Homologous sequences were gathered using five rounds of PSI-BLAST against a 90% non-redundant protein database (23), with an E-value cut-off of 1E-10. MUSCLE (24) was used to align the sequences. Sequences with <80% of the full length of the original sequences were removed from the alignment.

Sequence conservation score

Sequence conservation scores were evaluated with the SCORECONS (4) method using the multiple sequence alignment from MUSCLE as input.

Calculating the differences between designed and naturally occurring sequence profiles

The Rosetta design program was used to generate sequences predicted to be stable for each of the test proteins. Forty protein sequences were generated for each structure using Rosetta Design (9) and the PSI-blast software package was used to generate a position specific scoring matrix (PSSM) for the designed sequences as well as naturally occurring sequences. The Euclidian distance between the two PSSM's was computed for each residue, and rescaled within the range of 0–1 to provide comparable results across different proteins, with 0 corresponding to high similarity and 1 to low similarity.

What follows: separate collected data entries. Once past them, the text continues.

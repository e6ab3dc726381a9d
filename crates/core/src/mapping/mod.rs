use serde::{Deserialize, Serialize};

use crate::{spatial::RotationMode, AudioEngine};

/// Frame rate the percentage speed control was calibrated against.
pub const REFERENCE_FRAME_RATE: f32 = 60.0;

/// Radians per reference frame for each percent of the speed control.
const RADIANS_PER_FRAME_PER_PERCENT: f32 = 1.0 / 1000.0;

/// Master gain for a volume slider position.
pub fn volume_gain(volume_percent: f32, muted: bool) -> f32 {
    if muted {
        0.0
    } else {
        percent(volume_percent) / 100.0
    }
}

/// Nominal effect intensity in [0, 1].
pub fn intensity_from_percent(intensity_percent: f32) -> f32 {
    percent(intensity_percent) / 100.0
}

/// Rotation speed in rad/s. 50% turns the orbit by 0.05 rad per frame at
/// 60 Hz, i.e. 3 rad/s.
pub fn rotation_speed_from_percent(speed_percent: f32) -> f32 {
    percent(speed_percent) * RADIANS_PER_FRAME_PER_PERCENT * REFERENCE_FRAME_RATE
}

fn percent(value: f32) -> f32 {
    if value.is_nan() {
        0.0
    } else {
        value.clamp(0.0, 100.0)
    }
}

/// The player's control surface, in the units its sliders and switches use.
#[derive(Debug, Clone, Copy, PartialEq, Serialize, Deserialize)]
#[serde(rename_all = "camelCase", default)]
pub struct ControlSurface {
    pub volume_percent: f32,
    pub muted: bool,
    pub effect_8d: bool,
    pub effect_16d: bool,
    pub intensity_percent: f32,
    pub speed_percent: f32,
}

impl Default for ControlSurface {
    fn default() -> Self {
        Self {
            volume_percent: 70.0,
            muted: false,
            effect_8d: false,
            effect_16d: false,
            intensity_percent: 50.0,
            speed_percent: 50.0,
        }
    }
}

impl ControlSurface {
    /// Turning one effect switch on turns the other off.
    pub fn toggle_8d(&mut self, enabled: bool) {
        self.effect_8d = enabled;
        if enabled {
            self.effect_16d = false;
        }
    }

    pub fn toggle_16d(&mut self, enabled: bool) {
        self.effect_16d = enabled;
        if enabled {
            self.effect_8d = false;
        }
    }

    /// Selected mode. 8D wins if a deserialized surface has both switches on.
    pub fn mode(&self) -> RotationMode {
        if self.effect_8d {
            RotationMode::Rotate8D
        } else if self.effect_16d {
            RotationMode::Rotate16D
        } else {
            RotationMode::None
        }
    }

    pub fn gain(&self) -> f32 {
        volume_gain(self.volume_percent, self.muted)
    }

    pub fn intensity(&self) -> f32 {
        intensity_from_percent(self.intensity_percent)
    }

    pub fn rotation_speed(&self) -> f32 {
        rotation_speed_from_percent(self.speed_percent)
    }

    /// Pushes every control value into `engine`.
    pub fn apply(&self, engine: &mut AudioEngine) {
        engine.set_volume(self.gain());
        engine.set_rotation_speed(self.rotation_speed());
        engine.set_rotation_effect(self.mode(), self.intensity());
    }
}

#[cfg(test)]
mod tests {
    use super::*;
    use crate::{EngineConfig, MediaElement};

    #[test]
    fn muting_silences_regardless_of_slider() {
        assert_eq!(volume_gain(70.0, true), 0.0);
        assert!((volume_gain(70.0, false) - 0.7).abs() < 1e-6);
        assert_eq!(volume_gain(250.0, false), 1.0);
    }

    #[test]
    fn speed_matches_per_frame_calibration() {
        assert!((rotation_speed_from_percent(50.0) - 3.0).abs() < 1e-6);
        assert_eq!(rotation_speed_from_percent(-10.0), 0.0);
        assert_eq!(rotation_speed_from_percent(f32::NAN), 0.0);
    }

    #[test]
    fn effect_switches_are_exclusive() {
        let mut controls = ControlSurface::default();
        controls.toggle_8d(true);
        controls.toggle_16d(true);
        assert!(!controls.effect_8d);
        assert_eq!(controls.mode(), RotationMode::Rotate16D);

        controls.toggle_16d(false);
        assert_eq!(controls.mode(), RotationMode::None);
    }

    #[test]
    fn partial_json_keeps_defaults() {
        let controls: ControlSurface = serde_json::from_str(r#"{"effect16d":true}"#).unwrap();
        assert_eq!(controls.mode(), RotationMode::Rotate16D);
        assert_eq!(controls.volume_percent, 70.0);
    }

    #[test]
    fn apply_drives_the_engine() {
        let mut engine = AudioEngine::new(EngineConfig::default());
        engine
            .initialize(MediaElement::silence(0.1, 48_000).unwrap())
            .unwrap();

        let mut controls = ControlSurface {
            intensity_percent: 80.0,
            ..ControlSurface::default()
        };
        controls.toggle_8d(true);
        controls.apply(&mut engine);

        assert_eq!(engine.volume(), Some(0.7));
        assert!((engine.gate_level(RotationMode::Rotate8D) - 0.8).abs() < 1e-6);
        assert!((engine.spatial_state().rotation_speed - 3.0).abs() < 1e-6);
    }
}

Calculating native/optimal residue energy difference

The Rosetta ΔΔG module was used to calculate the free energy changes accompanying substitutions for each of the 20 amino acids at each position in the protein. The weight on the solvation term was increased 2-fold to capture a large fraction of the buried polar interactions which are frequently involved in function. Accurately estimating the tradeoff between the loss of solvation free energy and the formation of attractive polar interactions accompanying the burial of polar groups remains a challenge for computational modeling. The energy gap between the native amino acid and the lowest energy amino acid at each position was then determined.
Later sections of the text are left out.